What Problem It Solves

Autonomous agents are useful because they can act. That same property makes them risky. A coding agent, build agent, operations assistant, or remediation loop can:

  • run commands the operator did not expect;
  • read files outside the intended workspace;
  • write too much or write in the wrong place;
  • use network access in ways that bypass review;
  • hide important context in unstructured logs;
  • create changes without a durable approval and audit trail.
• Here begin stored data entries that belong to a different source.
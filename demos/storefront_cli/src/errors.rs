// storefront_cli/src/errors.rs

use cartstore::{CartError, OrderDraftError};
use thiserror::Error;

#[derive(Debug, Error)]
pub enum AppError {
  #[error("Validation Error: {0}")]
  Validation(String),

  #[error("Configuration Error: {0}")]
  Config(String),

  #[error("Cart Error: {source}")]
  Cart {
    #[from] // Allows conversion from cartstore::CartError
    source: CartError,
  },

  #[error("Output Error: {0}")]
  Output(#[from] serde_json::Error),
}

// Draft validation failures are user-facing; keep them under the cart variant.
impl From<OrderDraftError> for AppError {
  fn from(err: OrderDraftError) -> Self {
    AppError::Cart { source: err.into() }
  }
}

impl AppError {
  /// Process exit code for this error.
  pub fn exit_code(&self) -> i32 {
    match self {
      AppError::Validation(_) => 2,
      AppError::Config(_) => 78,
      AppError::Cart {
        source: CartError::OrderDraft { .. },
      } => 3,
      AppError::Cart { .. } | AppError::Output(_) => 1,
    }
  }
}

// Define a Result type alias for the application
pub type Result<T, E = AppError> = std::result::Result<T, E>;
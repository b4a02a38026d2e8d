//! Raw file ingestion as seen through full cycles.

mod common;

use common::*;
use fabsync::gitops::{AlertType, ResourceKind, ResourceState};

#[tokio::test]
async fn test_raw_file_is_split_and_archived() {
    let h = TestHarness::new();
    h.write(
        "raw/fabric.yaml",
        &multi_doc(&[
            vpc("vpc-1", 10),
            vpc("vpc-2", 20).namespace("tenant-a"),
            DocBuilder::new("Switch", "leaf-1"),
        ]),
    );

    let report = h.cycle().await;
    let ingestion = report.ingestion.expect("ingestion ran");
    assert!(ingestion.success);
    assert_eq!(ingestion.created_resources.len(), 3);

    assert!(!h.exists("raw/fabric.yaml"));
    assert!(h.exists("raw/fabric.yaml.processed"));
    assert!(h.exists("vpcs/vpc-1.yaml"));
    assert!(h.exists("vpcs/vpc-2.yaml"));
    assert!(h.exists("switches/leaf-1.yaml"));

    let record = h.read("vpcs/vpc-2.yaml");
    assert!(record.contains("namespace: tenant-a"));
    assert!(record.contains("fabsync.io/managed-by: fabsync"));
    assert!(record.contains("fabsync.io/source-file: raw/fabric.yaml"));
    assert!(record.contains("fabsync.io/document-index:"));
}

#[tokio::test]
async fn test_invalid_documents_do_not_block_the_file() {
    let h = TestHarness::new();
    h.write(
        "raw/batch.yaml",
        &multi_doc(&[
            vpc("good", 1),
            DocBuilder::unnamed("VPC"),
            DocBuilder::new("Widget", "w-1"),
        ]),
    );

    let report = h.cycle().await;
    let ingestion = report.ingestion.expect("ingestion ran");
    assert_eq!(ingestion.created_resources.len(), 1);
    assert_eq!(ingestion.warnings.len(), 1);
    assert_eq!(ingestion.errors.len(), 1);
    assert!(h.exists("raw/batch.yaml.processed"));

    let invalid = h.open_alerts_of(AlertType::ValidationError);
    assert_eq!(invalid.len(), 1);
    assert_eq!(invalid[0].subject, "raw/batch.yaml#1");
    assert_eq!(h.vpc("good").state, ResourceState::Pending);
}

#[tokio::test]
async fn test_undecodable_file_stays_until_fixed() {
    let h = TestHarness::new();
    h.write("raw/broken.yaml", "kind: VPC\nmetadata: [oops\n");

    let report = h.cycle().await;
    assert_eq!(report.ingested, 0);
    assert!(!report.errors.is_empty());
    assert!(h.exists("raw/broken.yaml"));
    let invalid = h.open_alerts_of(AlertType::ValidationError);
    assert_eq!(invalid.len(), 1);
    assert_eq!(invalid[0].subject, "raw/broken.yaml");

    // the same failure again does not raise a second alert
    let report = h.cycle().await;
    assert_eq!(report.alerts_created, 0);

    h.write("raw/broken.yaml", &vpc("vpc-1", 10).to_yaml());
    let report = h.cycle().await;
    assert_eq!(report.ingested, 1);
    assert!(h.open_alerts_of(AlertType::ValidationError).is_empty());
    assert!(h.exists("raw/broken.yaml.processed"));
}

#[tokio::test]
async fn test_ingesting_a_known_identity_raises_conflict() {
    let h = TestHarness::new();
    h.write("raw/first.yaml", &vpc("vpc-1", 10).to_yaml());
    h.cycle().await;

    h.write("raw/second.yaml", &vpc("vpc-1", 99).to_yaml());
    let report = h.cycle().await;
    assert_eq!(report.ingested, 0);
    assert!(h.exists("vpcs/vpc-1-1.yaml"));

    let conflicts = h.open_alerts_of(AlertType::ConflictDetected);
    assert_eq!(conflicts.len(), 1);
    assert_eq!(conflicts[0].resource_id.as_deref(), Some(h.vpc("vpc-1").id.as_str()));
    // the original declaration stays in force
    assert_eq!(h.vpc("vpc-1").desired_spec, Some(vpc_spec(10)));

    h.remove("vpcs/vpc-1-1.yaml");
    h.cycle().await;
    assert!(h.open_alerts_of(AlertType::ConflictDetected).is_empty());
}

#[tokio::test]
async fn test_archive_name_is_made_unique() {
    let h = TestHarness::new();
    h.write("raw/drop.yaml", &vpc("vpc-1", 1).to_yaml());
    h.cycle().await;
    h.write("raw/drop.yaml", &vpc("vpc-2", 2).to_yaml());
    h.cycle().await;

    assert!(h.exists("raw/drop.yaml.processed"));
    assert!(h.exists("raw/drop.yaml.1.processed"));
    assert!(h.resource(ResourceKind::Vpc, "vpc-2").is_some());
}
/// Annotation marking a record as written by the engine.
pub const ANNOTATION_MANAGED_BY: &str = "fabsync.io/managed-by";
/// Annotation carrying the owning fabric id.
pub const ANNOTATION_FABRIC: &str = "fabsync.io/fabric";
/// Annotation carrying the raw file the record was split from.
pub const ANNOTATION_SOURCE_FILE: &str = "fabsync.io/source-file";
/// Annotation carrying the 0-based document index inside the raw file.
pub const ANNOTATION_DOCUMENT_INDEX: &str = "fabsync.io/document-index";
/// Annotation carrying the ingestion timestamp (RFC 3339).
pub const ANNOTATION_INGESTED_AT: &str = "fabsync.io/ingested-at";
/// Value of [`ANNOTATION_MANAGED_BY`].
pub const MANAGER_NAME: &str = "fabsync";

/// The kind of a fabric resource.
#[derive(Debug, Clone, Copy, PartialEq, Eq, PartialOrd, Ord, Hash, Serialize, Deserialize)]
pub enum ResourceKind {
    #[serde(rename = "VPC")]
    Vpc,
    #[serde(rename = "VPCAttachment")]
    VpcAttachment,
    #[serde(rename = "VPCPeering")]
    VpcPeering,
    External,
    ExternalAttachment,
    ExternalPeering,
    #[serde(rename = "IPv4Namespace")]
    Ipv4Namespace,
    #[serde(rename = "VLANNamespace")]
    VlanNamespace,
    Switch,
    SwitchGroup,
    Server,
    Connection,
}
impl AlertManager {
    pub fn new(db: Database, fabric_id: impl Into<String>) -> Self {
        Self {
            db,
            fabric_id: fabric_id.into(),
        }
    }

    pub fn fabric_id(&self) -> &str {
        &self.fabric_id
    }

    /// Stores `alert` unless an open alert already covers the same
    /// condition. A severity change on the open alert is applied in place.
    pub fn raise(&self, alert: Alert) -> Result<RaiseOutcome> {
        let outcome = self.db.with_tx(|tx| {
            let existing = alert_repo::find_open_in(
                tx,
                &alert.fabric_id,
                alert.alert_type,
                alert.resource_id.as_deref(),
                &alert.subject,
            )?;

            match existing {
                Some(mut open) if open.severity != alert.severity => {
                    open.severity = alert.severity;
                    open.message = alert.message.clone();
                    open.details = alert.details.clone();
                    open.refresh_priority(alert.created_at);
                    alert_repo::update_in(tx, &open)?;
                    Ok(RaiseOutcome::Updated(open))
                }
                Some(open) => Ok(RaiseOutcome::Existing(open)),
                None => {
                    alert_repo::insert_in(tx, &alert)?;
                    Ok(RaiseOutcome::Created(alert))
                }
            }
        })?;

        if let RaiseOutcome::Created(a) | RaiseOutcome::Updated(a) = &outcome {
            log::info!(
                "Alert {} [{}] {} for {}: {}",
                a.alert_type,
                a.severity,
                if outcome.is_created() { "raised" } else { "updated" },
                a.subject,
                a.message
            );
        }
        Ok(outcome)
    }

    fn load(&self, id: &str) -> Result<Alert> {
        alert_repo::find_by_id(&self.db, id)?
            .ok_or_else(|| AlertError::NotFound(id.to_string()).into())
    }

    pub fn acknowledge(&self, id: &str, by: &str, now: DateTime<Utc>) -> Result<Alert> {
        let mut alert = self.load(id)?;
        alert.acknowledge(by, now)?;
        alert_repo::update(&self.db, &alert)?;
        Ok(alert)
    }

    pub fn suppress(&self, id: &str, reason: &str, now: DateTime<Utc>) -> Result<Alert> {
        let mut alert = self.load(id)?;
        alert.suppress(reason, now)?;
        alert_repo::update(&self.db, &alert)?;
        log::info!("Alert {} suppressed: {}", id, reason);
        Ok(alert)
    }

    /// Records a resolution that needs no side effects. Actions that change
    /// the source tree or the cluster are refused here.
    pub fn resolve(
        &self,
        id: &str,
        action: ResolutionAction,
        by: &str,
        now: DateTime<Utc>,
    ) -> Result<Alert> {
        if action.has_side_effects() {
            return Err(AlertError::RequiresExecution(action).into());
        }
        self.record_resolution(id, action, by, now)
    }

    /// Records a resolution whose side effects (if any) already happened.
    pub(crate) fn record_resolution(
        &self,
        id: &str,
        action: ResolutionAction,
        by: &str,
        now: DateTime<Utc>,
    ) -> Result<Alert> {
        let mut alert = self.load(id)?;
        if alert.resolve(action, by, now)? {
            alert_repo::update(&self.db, &alert)?;
            log::info!("Alert {} resolved by {} ({})", id, by, action);
        }
        Ok(alert)
    }

    /// Closes the open alert for a condition, if any, as `reconciled`.
    pub fn clear(
        &self,
        alert_type: AlertType,
        resource_id: Option<&str>,
        subject: &str,
        now: DateTime<Utc>,
    ) -> Result<bool> {
        let closed = self.db.with_tx(|tx| {
            let Some(mut open) =
                alert_repo::find_open_in(tx, &self.fabric_id, alert_type, resource_id, subject)?
            else {
                return Ok(false);
            };
            close_reconciled(tx, &mut open, now)?;
            Ok(true)
        })?;
        if closed {
            log::info!("Alert {} for {} cleared", alert_type, subject);
        }
        Ok(closed)
    }

    /// Closes a resource's open alerts of the given types as `reconciled`.
    pub fn resolve_for_resource(
        &self,
        resource_id: &str,
        types: &[AlertType],
        now: DateTime<Utc>,
    ) -> Result<usize> {
        let closed = self.db.with_tx(|tx| {
            let mut closed = 0;
            for mut open in alert_repo::list_open_for_resource_in(tx, resource_id)? {
                if types.contains(&open.alert_type) {
                    close_reconciled(tx, &mut open, now)?;
                    closed += 1;
                }
            }
            Ok(closed)
        })?;
        if closed > 0 {
            log::debug!("Resolved {} alert(s) for resource {}", closed, resource_id);
        }
        Ok(closed)
    }

    /// Open alerts, critical first, then by priority and age. Priorities
    /// are recomputed for `now` and stored.
    pub fn list_open(&self, now: DateTime<Utc>) -> Result<Vec<Alert>> {
        let alerts = self.db.with_tx(|tx| {
            let mut alerts = alert_repo::list_open_in(tx, &self.fabric_id)?;
            let stored: HashMap<String, i64> =
                alerts.iter().map(|a| (a.id.clone(), a.priority)).collect();
            alert::sort_by_priority(&mut alerts, now);
            for alert in &alerts {
                if stored.get(&alert.id) != Some(&alert.priority) {
                    alert_repo::update_in(tx, alert)?;
                }
            }
            Ok(alerts)
        })?;
        Ok(alerts)
    }

    /// Opens, updates or closes the state-driven alerts of `resource`.
    pub fn evaluate_resource(
        &self,
        resource: &ManagedResource,
        now: DateTime<Utc>,
    ) -> Result<AlertDelta> {
        let mut delta = AlertDelta::default();

        let wanted = match resource.state {
            ResourceState::Drifted => {
                let severity = drift::classify(resource.drift_score);
                let keys = resource
                    .drift_details
                    .as_ref()
                    .map(|d| d.keys().join(", "))
                    .unwrap_or_default();
                let alert = Alert::for_resource(
                    resource,
                    AlertType::DriftDetected,
                    severity,
                    format!(
                        "{} drifted from desired state (score {:.2}; keys: {})",
                        resource.identity(),
                        resource.drift_score,
                        keys
                    ),
                    now,
                )
                .with_details(json!({
                    "driftScore": resource.drift_score,
                    "driftStatus": resource.drift_status,
                    "driftDetails": resource.drift_details,
                }));
                Some(alert)
            }
            ResourceState::Orphaned => Some(Alert::for_resource(
                resource,
                AlertType::OrphanedResource,
                Severity::Critical,
                format!("{} exists in the cluster but not in the source tree", resource.identity()),
                now,
            )),
            ResourceState::Pending if resource.drift_status == DriftStatus::CreationPending => {
                Some(Alert::for_resource(
                    resource,
                    AlertType::CreationPending,
                    Severity::Low,
                    format!("{} is declared but not yet present in the cluster", resource.identity()),
                    now,
                ))
            }
            _ => None,
        };

        let keep = wanted.as_ref().map(|a| a.alert_type);
        let stale: Vec<AlertType> = STATE_ALERTS
            .iter()
            .copied()
            .filter(|t| Some(*t) != keep)
            .collect();
        delta.resolved += self.resolve_for_resource(&resource.id, &stale, now)?;

        if let Some(alert) = wanted {
            delta.count(&self.raise(alert)?);
        }
        Ok(delta)
    }

    /// DRIFTED and ORPHANED resources that lack an open alert.
    pub fn audit(&self) -> Result<Vec<AuditFinding>> {
        let resources = resource_repo::list_by_fabric(&self.db, &self.fabric_id)?;
        let mut findings = Vec::new();
        for resource in resources.iter().filter(|r| r.state.requires_alert()) {
            let open = self
                .db
                .with_conn(|conn| alert_repo::list_open_for_resource_in(conn, &resource.id))?;
            if open.is_empty() {
                findings.push(AuditFinding {
                    resource_id: resource.id.clone(),
                    identity: resource.identity().to_string(),
                    state: resource.state,
                });
            }
        }
        if !findings.is_empty() {
            log::warn!("Alert audit found {} resource(s) without an open alert", findings.len());
        }
        Ok(findings)
    }

    /// Raises the alerts [`Self::audit`] reports as missing.
    pub fn repair(&self, now: DateTime<Utc>) -> Result<AlertDelta> {
        let mut delta = AlertDelta::default();
        for finding in self.audit()? {
            let Some(resource) = resource_repo::find_by_id(&self.db, &finding.resource_id)? else {
                continue;
            };
            delta.merge(self.evaluate_resource(&resource, now)?);
        }
        Ok(delta)
    }

    /// Groups open alerts by type, fabric and kind, stamps each group with a
    /// fresh batch id, and orders groups by their most urgent member.
    pub fn plan_batches(&self, now: DateTime<Utc>) -> Result<Vec<Batch>> {
        let alerts = self.list_open(now)?;

        let mut batches: Vec<Batch> = Vec::new();
        for alert in alerts {
            let key = alert.batch_key();
            match batches.iter_mut().find(|b| b.key == key) {
                Some(batch) => batch.alerts.push(alert),
                None => batches.push(Batch {
                    id: uuid::Uuid::new_v4().to_string(),
                    key,
                    alerts: vec![alert],
                }),
            }
        }

        self.db.with_tx(|tx| {
            for batch in &mut batches {
                for alert in &mut batch.alerts {
                    alert.batch_id = Some(batch.id.clone());
                    alert_repo::update_in(tx, alert)?;
                }
            }
            Ok::<_, DatabaseError>(())
        })?;

        log::debug!("Planned {} remediation batch(es)", batches.len());
        Ok(batches)
    }
}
SafeAgent gives those systems a controlled execution path. It checks policy before execution, isolates each job in a disposable sandbox, requires approval for risky actions, and writes JSONL audit events that an operator can inspect after the fact.

Who It Is For

SafeAgent is for:

  • developers experimenting with autonomous coding agents against local repositories;
  • platform teams building approval gates around agent-driven execution;
  • security teams that need evidence of what an agent requested, what was allowed, and what actually ran;
  • product teams adding autonomous workflows where runtime containment and provenance matter.

It is currently a reference implementation and starter control plane, not a high-assurance sandbox product.

How It Differs From Agent Runtimes

Agent runtimes such as OpenClaw or NanoClaw focus on agent capability: tool use, planning loops, coding workflows, and runtime ergonomics.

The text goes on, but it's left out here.